No caso do dr. Reuben, a falha desse filtro foi gravemente exposta.
Como o sistema editorial não desconfiou, especialmente pela produtividade de Reuben? Confiança abusiva, e abusada? Muitos estudos recentes mostram que inúmeros pesquisadores, em menor escala, se aproveitam de falhas desse sistema de autorregulação - muitas vezes considerado como o menos imperfeito.
O plágio parece ser uma forte tentação, ainda que a prática permaneça marginal. Um estudo conduzido por pesquisadores da Universidade do Texas, e publicado na revista "Science" em 5 de março, permitiu assim identificar 212 pares de artigos duplicados em 86,2%, mas assinados por autores diferentes. Quando contatados, os plagiadores reagiram de formas diversas: 28% negaram ter agido de forma errada; 35% admitiram ter feito empréstimos, e se desculparam; 22% se declararam ser coautores não envolvidos na redação; 17% disseram ignorar que seus nomes apareciam no artigo incriminado. Metade dos casos de plágio apontados nos jornais científicos não recebeu resposta por parte dos editores.
Um outro estudo, publicado em 13 de fevereiro no "British Medical Journal", mostra que algumas revistas facilitam, inconscientemente ou não, a publicação de trabalhos financiados pela indústria farmacêutica. Passando no pente fino 274 estudos sobre as vacinas de gripe, Tom Jefferson (Cochrane Vaccine Field, Itália) constatou que as que apareciam nos jornais consideradas como as melhores não eram necessariamente as mais bem concebidas ou mais pertinentes. O que fazia a diferença era a natureza do patrocinador do estudo. Em outras palavras, as grandes companhias farmacêuticas têm mais chance de ver os trabalhos que elas financiam publicados nas revistas de alta categoria. "Os patrocinadores industriais encomendam um grande número de exemplares dos estudos que valorizam seus produtos, garantindo eles mesmos a tradução. Eles também compram espaços publicitários nesses jornais. Já está na hora de revelarem suas fontes de financiamento", observa Jefferson.
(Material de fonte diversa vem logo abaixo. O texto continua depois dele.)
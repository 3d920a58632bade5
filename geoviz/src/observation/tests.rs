use super::*;

fn survey() -> ObservationSet {
    ObservationSet::from_triplets(&[
        (-5.0, 0.0, 10.0),
        (0.0, 1.0, 11.0),
        (2.5, 2.0, 12.0),
        (5.0, 3.0, 13.0),
        (7.0, 4.0, 14.0),
    ])
    .unwrap()
}

#[test]
fn test_new_rejects_non_finite_value() {
    let err = ObservationSet::new(vec![
        Observation::new(0.0, 0.0, 1.0),
        Observation::new(1.0, 0.0, f64::NAN),
    ])
    .unwrap_err();

    match err {
        Error::NonFinite { location, .. } => assert_eq!(location, "Record 2, field 'value'"),
        other => panic!("unexpected error: {other}"),
    }
}

#[test]
fn test_filter_is_inclusive_and_order_preserving() {
    let set = survey();
    let filtered = set.filter_x_range(CoordRange::new(0.0, 5.0));

    let xs: Vec<f64> = filtered.iter().map(|o| o.x).collect();
    assert_eq!(xs, vec![0.0, 2.5, 5.0]);
    assert_eq!(filtered.records()[1], Observation::new(2.5, 2.0, 12.0));
}

#[test]
fn test_filter_keeps_exactly_the_records_in_range() {
    let set = survey();
    let range = CoordRange::new(-1.0, 6.0);
    let filtered = set.filter_x_range(range);

    assert!(filtered.iter().all(|o| range.contains(o.x)));
    let expected = set.iter().filter(|o| (-1.0..=6.0).contains(&o.x)).count();
    assert_eq!(filtered.len(), expected);
}

#[test]
fn test_inverted_range_selects_nothing() {
    let filtered = survey().filter_x_range(CoordRange::new(5.0, 0.0));
    assert!(filtered.is_empty());
    assert!(filtered.extent().is_none());
}

#[test]
fn test_extent_and_value_range() {
    let set = survey();
    let extent = set.extent().unwrap();
    assert_eq!((extent.x_min, extent.x_max), (-5.0, 7.0));
    assert_eq!((extent.y_min, extent.y_max), (0.0, 4.0));
    assert_eq!(set.value_range(), Some((10.0, 14.0)));
    assert_eq!(ObservationSet::default().value_range(), None);
}

#[test]
fn test_coord_range_deserializes_from_yaml() {
    let range: CoordRange = serde_yml::from_str("min: -2.5\nmax: 4\n").unwrap();
    assert_eq!(range, CoordRange::new(-2.5, 4.0));
}
use std::path::PathBuf;

use clap::{Args, Parser, Subcommand, ValueEnum};
use geoviz::dashboard::{
    MagneticDashboardConfig, ScaleControl, ScaleKind, SeismicDashboardConfig,
};
use geoviz::render::{CellSize, Colormap};
use geoviz::seismic::TraceRange;
use geoviz::separation::BoundaryMode;
use geoviz::{CoordRange, Resolution};

#[derive(Parser, Debug)]
#[command(name = "geoviz", version, about = "Magnetic anomaly and seismic section dashboards")]
pub struct Cli {
    /// Log level spec, e.g. `info` or `geoviz=debug`; RUST_LOG takes precedence.
    #[arg(long, global = true, default_value = "info")]
    pub log_level: String,

    /// Also write rotating log files into this directory.
    #[arg(long, global = true)]
    pub log_dir: Option<PathBuf>,

    #[command(subcommand)]
    pub command: Command,
}

#[derive(Subcommand, Debug)]
pub enum Command {
    /// Grid a magnetic survey and plot observed, regional and residual fields.
    Magnetic(MagneticArgs),
    /// Generate and plot a synthetic seismic section.
    Seismic(SeismicArgs),
    /// List the available colormaps.
    Colormaps,
    /// Print a dashboard's default configuration.
    Defaults {
        #[arg(value_enum)]
        dashboard: Dashboard,
        #[arg(long, value_enum, default_value_t = ConfigFormat::Yaml)]
        format: ConfigFormat,
    },
}

#[derive(ValueEnum, Clone, Copy, Debug)]
pub enum Dashboard {
    Magnetic,
    Seismic,
}

#[derive(ValueEnum, Clone, Copy, Debug)]
pub enum ConfigFormat {
    Yaml,
    Json,
}

impl From<ConfigFormat> for common::FileFormat {
    fn from(format: ConfigFormat) -> Self {
        match format {
            ConfigFormat::Yaml => common::FileFormat::Yaml,
            ConfigFormat::Json => common::FileFormat::Json,
        }
    }
}

/// Display options shared by both dashboards.
#[derive(Args, Debug, Default)]
pub struct DisplayArgs {
    /// YAML or JSON file with the dashboard configuration.
    #[arg(long)]
    pub config: Option<PathBuf>,

    #[arg(long)]
    pub colormap: Option<Colormap>,

    /// `auto` follows the data, `manual` clips to --vmin/--vmax.
    #[arg(long)]
    pub scale: Option<ScaleKind>,

    /// Lower clip bound; implies manual scale.
    #[arg(long, allow_negative_numbers = true)]
    pub vmin: Option<f64>,

    /// Upper clip bound; implies manual scale.
    #[arg(long, allow_negative_numbers = true)]
    pub vmax: Option<f64>,

    /// Output PNG path.
    #[arg(long, short)]
    pub output: Option<PathBuf>,

    /// Render without writing the PNG.
    #[arg(long)]
    pub no_export: bool,
}

impl DisplayArgs {
    fn apply_scale(&self, scale: &mut ScaleControl) {
        if let Some(kind) = self.scale {
            scale.kind = kind;
        }
        if self.vmin.is_some() || self.vmax.is_some() {
            scale.kind = ScaleKind::Manual;
        }
        if self.vmin.is_some() {
            scale.vmin = self.vmin;
        }
        if self.vmax.is_some() {
            scale.vmax = self.vmax;
        }
    }
}

#[derive(Args, Debug)]
pub struct MagneticArgs {
    #[command(flatten)]
    pub display: DisplayArgs,

    /// Delimited survey file with x, y and value columns.
    #[arg(long, short)]
    pub input: Option<PathBuf>,

    /// Column holding the observed field.
    #[arg(long)]
    pub column: Option<String>,

    /// Keep observations with x >= X_MIN.
    #[arg(long, allow_negative_numbers = true, requires = "x_max")]
    pub x_min: Option<f64>,

    /// Keep observations with x <= X_MAX.
    #[arg(long, allow_negative_numbers = true, requires = "x_min")]
    pub x_max: Option<f64>,

    /// Grid nodes per axis.
    #[arg(long)]
    pub resolution: Option<usize>,

    /// Gaussian scale of the regional filter, in grid cells.
    #[arg(long)]
    pub sigma: Option<f64>,

    #[arg(long)]
    pub boundary: Option<BoundaryMode>,

    /// Pixels per grid cell.
    #[arg(long)]
    pub cell_px: Option<u32>,
}

impl MagneticArgs {
    /// Overrides `config` with every flag that was given.
    pub fn apply(&self, config: &mut MagneticDashboardConfig) {
        let display = &self.display;
        if let Some(input) = &self.input {
            config.input = input.clone();
        }
        if let Some(column) = &self.column {
            config.value_column = column.clone();
        }
        if let Some(colormap) = display.colormap {
            config.colormap = colormap;
        }
        display.apply_scale(&mut config.scale);
        if let (Some(min), Some(max)) = (self.x_min, self.x_max) {
            config.x_range = Some(CoordRange::new(min, max));
        }
        if let Some(n) = self.resolution {
            config.separation.resolution = Resolution::square(n);
        }
        if let Some(sigma) = self.sigma {
            config.separation.sigma = sigma;
        }
        if let Some(boundary) = self.boundary {
            config.separation.boundary = boundary;
        }
        if let Some(px) = self.cell_px {
            config.cell = CellSize::square(px);
        }
        if let Some(output) = &display.output {
            config.output = Some(output.clone());
        }
        if display.no_export {
            config.export = false;
        }
    }
}

#[derive(Args, Debug)]
pub struct SeismicArgs {
    #[command(flatten)]
    pub display: DisplayArgs,

    /// First trace shown (inclusive).
    #[arg(long)]
    pub trace_start: Option<usize>,

    /// Last trace shown (exclusive).
    #[arg(long)]
    pub trace_end: Option<usize>,

    /// Draw time increasing upwards.
    #[arg(long)]
    pub flip_time: bool,

    /// Random seed of the synthetic reflectivity.
    #[arg(long)]
    pub seed: Option<u64>,
}

impl SeismicArgs {
    pub fn apply(&self, config: &mut SeismicDashboardConfig) {
        let display = &self.display;
        if let Some(seed) = self.seed {
            config.section.seed = seed;
        }
        if let Some(colormap) = display.colormap {
            config.colormap = colormap;
        }
        display.apply_scale(&mut config.scale);
        if self.trace_start.is_some() || self.trace_end.is_some() {
            let current = config.traces();
            config.trace_range = Some(TraceRange::new(
                self.trace_start.unwrap_or(current.start),
                self.trace_end.unwrap_or(current.end),
            ));
        }
        if self.flip_time {
            config.flip_time = true;
        }
        if let Some(output) = &display.output {
            config.output = Some(output.clone());
        }
        if display.no_export {
            config.export = false;
        }
    }
}

#[cfg(test)]
mod tests {
    use clap::CommandFactory;

    use super::*;

    #[test]
    fn verify_cli() {
        Cli::command().debug_assert();
    }

    #[test]
    fn magnetic_flags_override_config() {
        let cli = Cli::parse_from([
            "geoviz", "magnetic", "--input", "survey.csv", "--colormap", "viridis", "--vmin",
            "-5", "--vmax", "5", "--x-min", "10", "--x-max", "90", "--sigma", "2",
            "--boundary", "nearest", "--no-export",
        ]);
        let Command::Magnetic(args) = cli.command else {
            panic!("expected magnetic subcommand");
        };

        let mut config = MagneticDashboardConfig::default();
        args.apply(&mut config);

        assert_eq!(config.input, PathBuf::from("survey.csv"));
        assert_eq!(config.colormap, Colormap::Viridis);
        assert_eq!(config.scale, ScaleControl::manual(-5.0, 5.0));
        assert_eq!(config.x_range, Some(CoordRange::new(10.0, 90.0)));
        assert_eq!(config.separation.sigma, 2.0);
        assert_eq!(config.separation.boundary, BoundaryMode::Nearest);
        assert!(!config.export);
    }

    #[test]
    fn x_range_needs_both_bounds() {
        assert!(Cli::try_parse_from(["geoviz", "magnetic", "--x-min", "1"]).is_err());
    }

    #[test]
    fn seismic_trace_bounds_fill_from_section() {
        let cli = Cli::parse_from(["geoviz", "seismic", "--trace-start", "20", "--flip-time"]);
        let Command::Seismic(args) = cli.command else {
            panic!("expected seismic subcommand");
        };

        let mut config = SeismicDashboardConfig::default();
        args.apply(&mut config);

        assert_eq!(config.trace_range, Some(TraceRange::new(20, 100)));
        assert!(config.flip_time);
        assert_eq!(config.scale.kind, ScaleKind::Auto);
    }

    #[test]
    fn global_log_flags_follow_subcommand() {
        let cli = Cli::parse_from(["geoviz", "colormaps", "--log-level", "debug"]);
        assert_eq!(cli.log_level, "debug");
        assert!(cli.log_dir.is_none());
    }
}
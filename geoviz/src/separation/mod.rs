//! Regional/residual separation of a potential field.
//!
//! ```text
//! observations ──► interpolate ──► observed ──► gap fill ──► smooth ──► regional
//!                                      │                                   │
//!                                      └──────────── minus ◄───────────────┘
//!                                                      │
//!                                                  residual
//! ```
//!
//! Every call recomputes all grids from scratch; nothing is cached between calls.

mod convolution;
mod regional;
mod residual;


use serde::{Deserialize, Serialize};

use crate::error::{Error, Result};
use crate::grid::{FieldGrid, Grid2, GridStats, Resolution, SampleGrid};
use crate::interpolation::interpolate_linear;
use crate::observation::{CoordRange, ObservationSet};

pub use convolution::{gaussian_kernel_1d, gaussian_smooth, BoundaryMode, KERNEL_TRUNCATE};
pub use regional::{estimate_regional, gap_fill, RegionalEstimate};
pub use residual::compute_residual;

// ============================================================================
// Configuration
// ============================================================================

#[derive(Debug, Clone, Copy, PartialEq, Serialize, Deserialize)]
#[serde(default)]
pub struct SeparationConfig {
    /// Grid nodes per axis.
    pub resolution: Resolution,
    /// Gaussian scale in grid cells. Zero disables smoothing.
    pub sigma: f64,
    pub boundary: BoundaryMode,
}

impl Default for SeparationConfig {
    fn default() -> Self {
        Self {
            resolution: Resolution::default(),
            sigma: 3.0,
            boundary: BoundaryMode::Reflect,
        }
    }
}

impl SeparationConfig {
    pub fn with_sigma(mut self, sigma: f64) -> Self {
        self.sigma = sigma;
        self
    }

    pub fn with_resolution(mut self, resolution: Resolution) -> Self {
        self.resolution = resolution;
        self
    }

    pub fn with_boundary(mut self, boundary: BoundaryMode) -> Self {
        self.boundary = boundary;
        self
    }

    pub fn validate(&self) -> Result<()> {
        self.resolution.validate()?;
        if !self.sigma.is_finite() || self.sigma < 0.0 {
            return Err(Error::InvalidConfig(format!(
                "sigma must be a finite non-negative number of grid cells, got {}",
                self.sigma
            )));
        }
        Ok(())
    }
}

// ============================================================================
// Result
// ============================================================================

/// Observed, regional and residual grids on one sample grid.
#[derive(Debug, Clone)]
pub struct Separation {
    pub sample_grid: SampleGrid,
    pub observed: FieldGrid,
    pub regional: Grid2<f64>,
    pub residual: FieldGrid,
    /// Value substituted for undefined observed cells before smoothing.
    pub fill_value: f64,
    pub filled_cells: usize,
}

impl Separation {
    pub fn observed_stats(&self) -> Option<GridStats> {
        self.observed.stats()
    }

    pub fn regional_stats(&self) -> Option<GridStats> {
        self.regional.stats()
    }

    pub fn residual_stats(&self) -> Option<GridStats> {
        self.residual.stats()
    }

    /// Number of observed cells backed by data.
    pub fn defined_cells(&self) -> usize {
        self.observed.len() - self.filled_cells
    }
}

// ============================================================================
// Pipeline
// ============================================================================

/// Grids `observations` and splits the field into regional and residual parts.
pub fn separate(observations: &ObservationSet, config: &SeparationConfig) -> Result<Separation> {
    config.validate()?;

    let interpolated = interpolate_linear(observations, config.resolution)?;
    let observed = interpolated.field;

    let regional = estimate_regional(&observed, config.sigma, config.boundary)?;
    let residual = compute_residual(&observed, &regional.grid);

    log::debug!(
        "Separated {}x{} grid with sigma {} ({} boundary)",
        observed.cols(),
        observed.rows(),
        config.sigma,
        config.boundary
    );

    Ok(Separation {
        sample_grid: interpolated.sample_grid,
        observed,
        regional: regional.grid,
        residual,
        fill_value: regional.fill_value,
        filled_cells: regional.filled_cells,
    })
}

/// [`separate`] restricted to observations with `x` inside `x_range`.
pub fn separate_in_range(
    observations: &ObservationSet,
    x_range: Option<CoordRange>,
    config: &SeparationConfig,
) -> Result<Separation> {
    match x_range {
        Some(range) => separate(&observations.filter_x_range(range), config),
        None => separate(observations, config),
    }
}
use std::path::Path;

#[derive(Debug, thiserror::Error)]
pub enum FileExtensionError {
    #[error("Failed to get file extension of '{0}'")]
    MissingFileExtension(String),
    #[error("Unsupported file extension for file: {0}")]
    UnsupportedFileExtension(String),
}

pub type FileFormatResult<T> = Result<T, FileExtensionError>;

pub fn get_file_extension(path: &Path) -> Option<&str> {
    path.extension().and_then(|os_str| os_str.to_str())
}

/// Text formats accepted for configuration files.
#[derive(Clone, Copy, Debug, PartialEq, Eq)]
pub enum FileFormat {
    Yaml,
    Json,
}

impl FileFormat {
    pub fn from_path(path: &Path) -> FileFormatResult<Self> {
        let ext = get_file_extension(path)
            .ok_or_else(|| FileExtensionError::MissingFileExtension(path.display().to_string()))?;

        if ext.eq_ignore_ascii_case("yaml") || ext.eq_ignore_ascii_case("yml") {
            Ok(Self::Yaml)
        } else if ext.eq_ignore_ascii_case("json") {
            Ok(Self::Json)
        } else {
            Err(FileExtensionError::UnsupportedFileExtension(
                path.display().to_string(),
            ))
        }
    }
}
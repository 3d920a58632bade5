use crate::grid::{CellValue, FieldGrid, Grid2};

/// `observed - regional` wherever `observed` is defined; undefined elsewhere.
pub fn compute_residual(observed: &FieldGrid, regional: &Grid2<f64>) -> FieldGrid {
    observed.zip_map(regional, |obs, &reg| obs.value().map(|v| v - reg))
}
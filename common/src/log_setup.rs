use std::path::Path;

use flexi_logger::{
    Cleanup, Criterion, Duplicate, FileSpec, FlexiLoggerError, Logger, LoggerHandle, Naming,
};

const LOG_FILE_BASENAME: &str = "geoviz";
const LOG_FILE_MAX_BYTES: u64 = 1024 * 1024;
const LOG_FILES_KEPT: usize = 5;

/// Initializes the global logger.
///
/// `base_level` is a flexi_logger spec such as `"info"` or `"geoviz=debug,warn"`;
/// `RUST_LOG` takes precedence when set. With `log_dir` the log goes to rotating
/// files there, warnings are duplicated to stderr. Without it everything goes
/// to stderr.
///
/// The returned handle must stay alive for as long as logging is needed.
pub fn setup_logging(
    base_level: &str,
    log_dir: Option<&Path>,
) -> Result<LoggerHandle, FlexiLoggerError> {
    let logger = Logger::try_with_env_or_str(base_level)?;

    match log_dir {
        Some(dir) => logger
            .log_to_file(
                FileSpec::default()
                    .directory(dir)
                    .basename(LOG_FILE_BASENAME),
            )
            .duplicate_to_stderr(Duplicate::Warn)
            .rotate(
                Criterion::Size(LOG_FILE_MAX_BYTES),
                Naming::Timestamps,
                Cleanup::KeepLogFiles(LOG_FILES_KEPT),
            )
            .start(),
        None => logger.log_to_stderr().start(),
    }
}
A Fundação Europeia para a Ciência (ESF) manifesta uma preocupação muito parecida em recomendações publicadas em 12 de março: ela acredita que os testes clínicos guiados pela curiosidade dos pesquisadores acadêmicos, mais do que pelos interesses industriais, podem ser um benefício maior para os pacientes.
Suspeita de instrumentalização, a publicação médica às vezes também é criticada por aquilo que ela não publica. Um estudo divulgado na Internet, pela revista "PLoS Medicine" em 17 de fevereiro, mostra que os estudos clínicos franceses de fase I - destinados a avaliar a toxicidade de um possível medicamento - possuem uma probabilidade muito pequena de serem publicados em revistas científicas: 17%, contra 43% dos estudos de fase II a IV, mais próximos da comercialização. Ora, mesmo que eles se revelem negativos, os resultados de fase I não devem ser ignorados: pode-se aprender sobre as fórmulas testadas, evitando que outros sigam pistas falsas.
Será que esses estudos, no contexto do caso Reuben, devem levar a novos códigos de conduta entre os cientistas e editores? Os otimistas dirão que os trapaceiros sempre acabam se traindo. Os outros pedirão por uma maior transparência sobre os laços financeiros entre os diversos agentes. Mas em um contexto mais geral de crise econômica, a maior parte concordará que um aumento na vigilância é indispensável.”